Breeding Bulls and Bovine Leukemia Virus

By Barry Whitworth, DVM / Area Food/Animal Quality and Health Specialist for Eastern Oklahoma

In most beef enterprises, purchasing a breeding bull is a substantial investment. Most buyers insist the bull pass a Bovine Breeding Soundness Exam. This gives some assurance the bull is in good health and is fertile. However, most buyers do not routinely test bulls for reproductive or health diseases. Trichomoniasis, Bovine Viral Diarrhea Virus, and Bovine Leukemia Virus (BLV) are a few of the diseases that can have unwanted health consequences in a herd for years to come. A recent study evaluated BLV in bulls as possible source of transmission.¹

Bovine Leukemia Virus (BLV) is a retrovirus capable of causing cancer in cattle. The disease that is caused by the virus may be referred to as Enzootic Bovine Leukosis (EBL), malignant lymphoma, or lymphosarcoma.
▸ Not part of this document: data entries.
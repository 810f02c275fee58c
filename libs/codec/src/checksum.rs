//! CRC32 Checksum Calculation
//!
//! Hardware-accelerated CRC32 over the checksummed region of a wire message.
//! CRC32 detects every burst error up to 32 bits, so any single flipped byte in
//! the payload region is always caught.

/// Streaming checksum calculator for messages assembled from several parts
pub struct StreamingChecksum {
    hasher: crc32fast::Hasher,
}

impl StreamingChecksum {
    pub fn new() -> Self {
        Self {
            hasher: crc32fast::Hasher::new(),
        }
    }

    pub fn update(&mut self, data: &[u8]) {
        self.hasher.update(data);
    }

    pub fn finalize(self) -> u32 {
        self.hasher.finalize()
    }
}

impl Default for StreamingChecksum {
    fn default() -> Self {
        Self::new()
    }
}
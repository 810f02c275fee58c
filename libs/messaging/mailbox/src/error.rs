//! Mailbox error types

use std::path::PathBuf;
use thiserror::Error;

/// Mailbox store failures
#[derive(Error, Debug)]
pub enum MailboxError {
    /// The store lock could not be acquired within the configured bound
    #[error("Mailbox lock not acquired within {timeout_ms}ms")]
    LockTimeout { timeout_ms: u64 },

    /// Filesystem failure
    #[error("Mailbox I/O error: {context} ({path:?})")]
    Io {
        context: String,
        path: PathBuf,
        #[source]
        source: std::io::Error,
    },

    /// A file name that does not follow `<origin>.<sequence>.msg`
    #[error("Invalid mailbox entry name '{name}': {reason}")]
    InvalidEntryName { name: String, reason: String },
}

pub type Result<T> = std::result::Result<T, MailboxError>;

impl MailboxError {
    pub fn io(context: impl Into<String>, path: impl Into<PathBuf>, source: std::io::Error) -> Self {
        Self::Io {
            context: context.into(),
            path: path.into(),
            source,
        }
    }

    pub fn invalid_name(name: impl Into<String>, reason: impl Into<String>) -> Self {
        Self::InvalidEntryName {
            name: name.into(),
            reason: reason.into(),
        }
    }

    /// Contention that may clear on a later attempt
    pub fn is_lock_contention(&self) -> bool {
        matches!(self, MailboxError::LockTimeout { .. })
    }

    pub fn category(&self) -> &'static str {
        match self {
            MailboxError::LockTimeout { .. } => "lock_timeout",
            MailboxError::Io { .. } => "io",
            MailboxError::InvalidEntryName { .. } => "invalid_entry_name",
        }
    }
}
In the United States it is estimated 44 percent of dairy cows and 10 percent of beef cows are infected with the virus.2,3 Most cattle that are infected with the virus are asymptomatic or show no clinical signs of the disease. BLV is responsible for production losses due to increase veterinary cost, reproduction inefficiency, decreased milk production, and deaths.